Fifty-eight NAFLD patients (age 62 ± 11 years, BMI 28.2 ± 3.5 kg/m) and 13 healthy controls (age 38 ± 12 years, BMI 22.4 ± 2.1 kg/m) were included. 90 bp cfDNA levels were significantly higher in NAFLD patients compared to healthy controls: 3.7 (1.3-23.1) vs. 2.9 (1.4-4.1) ng/mL (p = 0.014). In the NAFLD cohort, circulating cfDNA correlated significantly with disease activity and severity, especially in patients with elevated liver stiffness (n = 13, 22%) compared to cases with TE values ≤7 kPa: cf90 bp 6.05 (2.41-23.13) vs. 3.16 (1.29-7.31) ng/mL (p < 0.001), and cf222 bp 14.41 (9.27-22.90) vs. 11.32 (6.05-18.28) ng/mL (p = 0.0041).

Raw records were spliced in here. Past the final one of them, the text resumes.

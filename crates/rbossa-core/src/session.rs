//! Connection state shared by every shell command
//!
//! A [`Session`] owns the backend collaborators plus the currently attached
//! device and its flash driver. A flash driver is only ever held while a
//! device is held; every mutator keeps that pairing intact.

use crate::device::{Connector, Device, FlashCapability, FlashFactory, PortSource};
use crate::error::{Error, Result};

/// What was learned about a freshly attached device
#[derive(Debug, Clone, Default, PartialEq, Eq)]
pub struct Attached {
    /// Chip identifier, if the query succeeded
    pub chip_id: Option<u32>,
    /// Name of the flash driver, if the chip is supported
    pub flash: Option<String>,
}

/// Device presence and flash capability for one shell lifetime
pub struct Session {
    connector: Box<dyn Connector>,
    ports: Box<dyn PortSource>,
    flash_factory: Box<dyn FlashFactory>,
    device: Option<Box<dyn Device>>,
    flash: Option<Box<dyn FlashCapability>>,
    debug: bool,
}

impl Session {
    /// Create a disconnected session over the given collaborators
    pub fn new(
        connector: Box<dyn Connector>,
        ports: Box<dyn PortSource>,
        flash_factory: Box<dyn FlashFactory>,
    ) -> Self {
        Self {
            connector,
            ports,
            flash_factory,
            device: None,
            flash: None,
            debug: false,
        }
    }

    /// Whether a device is attached
    pub fn is_connected(&self) -> bool {
        self.device.is_some()
    }

    /// Whether a device with a supported flash is attached
    pub fn is_flashable(&self) -> bool {
        self.is_connected() && self.flash.is_some()
    }

    /// The attached device
    pub fn device(&mut self) -> Result<&mut dyn Device> {
        match self.device.as_deref_mut() {
            Some(device) => Ok(device),
            None => Err(Error::NotConnected),
        }
    }

    /// The flash driver together with the device it drives
    pub fn flash(&mut self) -> Result<(&mut dyn FlashCapability, &mut dyn Device)> {
        let device: &mut dyn Device = match self.device.as_deref_mut() {
            Some(device) => device,
            None => return Err(Error::NotConnected),
        };
        let flash: &mut dyn FlashCapability = match self.flash.as_deref_mut() {
            Some(flash) => flash,
            None => return Err(Error::FlashUnsupported),
        };
        Ok((flash, device))
    }

    /// Current transport tracing state
    pub fn debug(&self) -> bool {
        self.debug
    }

    /// Set transport tracing for the attached device and future connections
    pub fn set_debug(&mut self, enabled: bool) {
        self.debug = enabled;
        if let Some(device) = self.device.as_deref_mut() {
            device.set_debug(enabled);
        }
    }

    /// Connect to the device on `port`
    ///
    /// Any previous device is released first. Returns `Ok(None)` when nothing
    /// answered; the session is left disconnected in that case and on error.
    pub fn connect(&mut self, port: &str) -> Result<Option<Attached>> {
        self.disconnect();
        log::debug!("Connecting on {}", port);
        match self.connector.connect(port)? {
            Some(device) => Ok(Some(self.attach(device))),
            None => Ok(None),
        }
    }

    /// Try every candidate port until a device answers
    ///
    /// Ports that fail with an error are logged and skipped.
    pub fn scan(&mut self) -> Result<Option<(String, Attached)>> {
        self.disconnect();
        let candidates: Vec<String> = self.ports.ports().collect();
        log::debug!("Scanning {} candidate ports", candidates.len());

        for port in candidates {
            match self.connector.connect(&port) {
                Ok(Some(device)) => {
                    let attached = self.attach(device);
                    return Ok(Some((port, attached)));
                }
                Ok(None) => log::debug!("No device on {}", port),
                Err(e) => log::debug!("Skipping {}: {}", port, e),
            }
        }

        Ok(None)
    }

    /// Adopt an already opened device and look up its flash driver
    pub fn attach(&mut self, mut device: Box<dyn Device>) -> Attached {
        self.disconnect();
        device.set_debug(self.debug);
        self.device = Some(device);
        self.establish_flash()
    }

    /// Query the chip identifier and install the matching flash driver
    ///
    /// An unsupported chip or a failed query leaves the device attached
    /// without flash support.
    pub fn establish_flash(&mut self) -> Attached {
        self.flash = None;
        let Some(device) = self.device.as_deref_mut() else {
            return Attached::default();
        };

        let chip_id = match device.chip_id() {
            Ok(id) => id,
            Err(e) => {
                log::warn!("Unable to read chip ID: {}", e);
                return Attached::default();
            }
        };
        log::debug!("Chip ID {:08x}", chip_id);

        self.flash = self.flash_factory.create(device, chip_id);
        let flash = self.flash.as_ref().map(|f| f.name().to_string());
        match &flash {
            Some(name) => log::info!("Using flash driver {}", name),
            None => log::debug!("No flash driver for chip ID {:08x}", chip_id),
        }

        Attached {
            chip_id: Some(chip_id),
            flash,
        }
    }

    /// Release the device and its flash driver
    pub fn disconnect(&mut self) {
        self.flash = None;
        if self.device.take().is_some() {
            log::debug!("Device released");
        }
    }
}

Cell-free DNA plasma concentration correlates with established non-invasive markers of NAFLD activity and severity. Therefore, cfDNA should be further evaluated as biomarker for identifying patients at risk for progressive NAFLD.
纤维化和炎症活动的评估对于识别非酒精性脂肪性肝病(NAFLD)进展风险患者至关重要。血清标志物和基于超声的方法可替代肝活检进行纤维化分期,而炎症活动的非侵入性特征描述仍是一项临床挑战。游离DNA(cfDNA)是一种用于评估细胞炎症和细胞死亡的新型非侵入性生物标志物,尚未在NAFLD中进行评估。
纳入两项先前研究中的患者和健康对照。通过肝脏硬度测量(瞬时弹性成像,TE)对NAFLD疾病活动和严重程度进行非侵入性特征描述,包括使用受控衰减参数(CAP)评估脂肪变性、采用单质子磁共振波谱(H-MRS)测定肝脏脂肪分数、检测转氨酶和血清铁蛋白。使用定量实时PCR分析cfDNA水平(90和222bp片段)。
纳入58例NAFLD患者(年龄62±11岁,BMI 28.2±3.5kg/m²)和13例健康对照(年龄38±12岁,BMI 22.4±2.1kg/m²)。与健康对照相比,NAFLD患者的90bp cfDNA水平显著更高:3.7(1.3 - 23.1) vs. 2.9(1.4 - 4.1)ng/mL(p = 0.014)。在NAFLD队列中,循环cfDNA与疾病活动和严重程度显著相关,特别是与肝脏硬度升高的患者(n = 13,22%)相比,TE值≤7kPa的患者:cf90bp为6.05(2.41 - 23.13) vs. 3.16(1.29 - 7.31)ng/mL(p < 0.001),cf222bp为14.41(9.27 - 22.90) vs. 11.32(6.05 - 18.28)ng/mL(p = 0.0041)。
游离DNA血浆浓度与已确立的NAFLD活动和严重程度的非侵入性标志物相关。因此,cfDNA应作为识别进展性NAFLD风险患者的生物标志物进行进一步评估。